> [Your goal]:
Filter the records for lines holding the string "Sender".

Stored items
-----
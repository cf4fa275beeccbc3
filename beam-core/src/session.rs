//! Per-file transfer records for both roles.

use std::fmt;
use std::sync::Arc;
use std::time::Instant;

use crate::chunk::{self, ChunkSource, Reassembly};
use crate::e2ee::{E2eeSession, Handshake};
use crate::protocol::{FileId, PeerId};

/// Lifecycle stage reported to the UI.
///
/// Sender: `Offered -> Negotiating -> Sending -> Completed | Cancelled | Rejected`.
/// Receiver: `Offered -> Accepted -> [Negotiating] -> Receiving -> Completed | Cancelled`.
#[derive(Debug, Clone, Copy, PartialEq, Eq, Hash)]
pub enum Stage {
    Offered,
    Accepted,
    Negotiating,
    Sending,
    Receiving,
    Completed,
    Rejected,
    Cancelled,
}

impl Stage {
    pub fn is_terminal(self) -> bool {
        matches!(self, Stage::Completed | Stage::Rejected | Stage::Cancelled)
    }
}

impl fmt::Display for Stage {
    fn fmt(&self, f: &mut fmt::Formatter<'_>) -> fmt::Result {
        let s = match self {
            Stage::Offered => "offered",
            Stage::Accepted => "accepted",
            Stage::Negotiating => "negotiating",
            Stage::Sending => "sending",
            Stage::Receiving => "receiving",
            Stage::Completed => "completed",
            Stage::Rejected => "rejected",
            Stage::Cancelled => "cancelled",
        };
        f.write_str(s)
    }
}

#[derive(Debug, Clone, Copy, PartialEq, Eq)]
pub enum Direction {
    Outgoing,
    Incoming,
}

/// Display metadata of a file on offer.
#[derive(Debug, Clone, PartialEq, Eq)]
pub struct FileInfo {
    pub name: String,
    pub size: u64,
    pub mime: String,
}

/// Sender-side state for one file.
pub struct OutgoingTransfer {
    pub(crate) file_id: FileId,
    pub(crate) peer: PeerId,
    pub(crate) info: FileInfo,
    pub(crate) source: Arc<dyn ChunkSource>,
    pub(crate) stage: Stage,
    /// Bytes handed to the channel.
    pub(crate) sent_offset: u64,
    /// Highest cumulative count the receiver has acknowledged.
    pub(crate) acked_offset: u64,
    /// Next chunk index to read.
    pub(crate) chunk_cursor: u64,
    pub(crate) cancelled: bool,
    pub(crate) start_time: Option<Instant>,
    pub(crate) response_deadline: Option<Instant>,
    pub(crate) release_at: Option<Instant>,
    pub(crate) encrypted: bool,
    pub(crate) handshake: Option<Handshake>,
    pub(crate) e2ee: Option<E2eeSession>,
}

impl OutgoingTransfer {
    pub fn file_id(&self) -> FileId {
        self.file_id
    }

    pub fn peer(&self) -> &PeerId {
        &self.peer
    }

    pub fn info(&self) -> &FileInfo {
        &self.info
    }

    pub fn stage(&self) -> Stage {
        self.stage
    }

    pub fn sent_offset(&self) -> u64 {
        self.sent_offset
    }

    pub fn acked_offset(&self) -> u64 {
        self.acked_offset
    }

    pub fn chunk_cursor(&self) -> u64 {
        self.chunk_cursor
    }

    pub fn is_cancelled(&self) -> bool {
        self.cancelled
    }

    pub fn start_time(&self) -> Option<Instant> {
        self.start_time
    }

    pub fn e2ee(&self) -> Option<&E2eeSession> {
        self.e2ee.as_ref()
    }

    /// Actively pushing chunks and more remain to be read.
    pub(crate) fn has_chunks_to_send(&self, chunk_size: u64) -> bool {
        self.stage == Stage::Sending
            && !self.cancelled
            && self.chunk_cursor < chunk::chunk_count(self.info.size, chunk_size)
    }
}

impl fmt::Debug for OutgoingTransfer {
    fn fmt(&self, f: &mut fmt::Formatter<'_>) -> fmt::Result {
        f.debug_struct("OutgoingTransfer")
            .field("file_id", &self.file_id)
            .field("peer", &self.peer)
            .field("info", &self.info)
            .field("stage", &self.stage)
            .field("sent_offset", &self.sent_offset)
            .field("acked_offset", &self.acked_offset)
            .field("chunk_cursor", &self.chunk_cursor)
            .field("cancelled", &self.cancelled)
            .field("encrypted", &self.encrypted)
            .finish_non_exhaustive()
    }
}

/// Receiver-side state for one accepted file.
#[derive(Debug)]
pub struct IncomingTransfer {
    pub(crate) file_id: FileId,
    pub(crate) peer: PeerId,
    pub(crate) info: FileInfo,
    pub(crate) stage: Stage,
    pub(crate) reassembly: Reassembly,
    pub(crate) e2ee: Option<E2eeSession>,
    pub(crate) start_time: Instant,
}

impl IncomingTransfer {
    pub fn file_id(&self) -> FileId {
        self.file_id
    }

    pub fn peer(&self) -> &PeerId {
        &self.peer
    }

    pub fn info(&self) -> &FileInfo {
        &self.info
    }

    pub fn stage(&self) -> Stage {
        self.stage
    }

    pub fn received_bytes(&self) -> u64 {
        self.reassembly.received_bytes()
    }

    pub fn start_time(&self) -> Instant {
        self.start_time
    }

    pub fn e2ee(&self) -> Option<&E2eeSession> {
        self.e2ee.as_ref()
    }
}

/// An offer surfaced to the user and awaiting accept/reject.
#[derive(Debug, Clone)]
pub struct PendingOffer {
    pub file_id: FileId,
    pub peer: PeerId,
    pub info: FileInfo,
    pub encrypted: bool,
    pub(crate) pubkey: Option<String>,
}

/// Reassembled file handed to the save collaborator.
#[derive(Debug, Clone, PartialEq, Eq)]
pub struct Artifact {
    pub file_id: FileId,
    pub from: PeerId,
    pub info: FileInfo,
    pub bytes: Vec<u8>,
}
-----
> [Exercise output]:
/// Sender: `Offered -> Negotiating -> Sending -> Completed | Cancelled | Rejected`.
/// Sender-side state for one file.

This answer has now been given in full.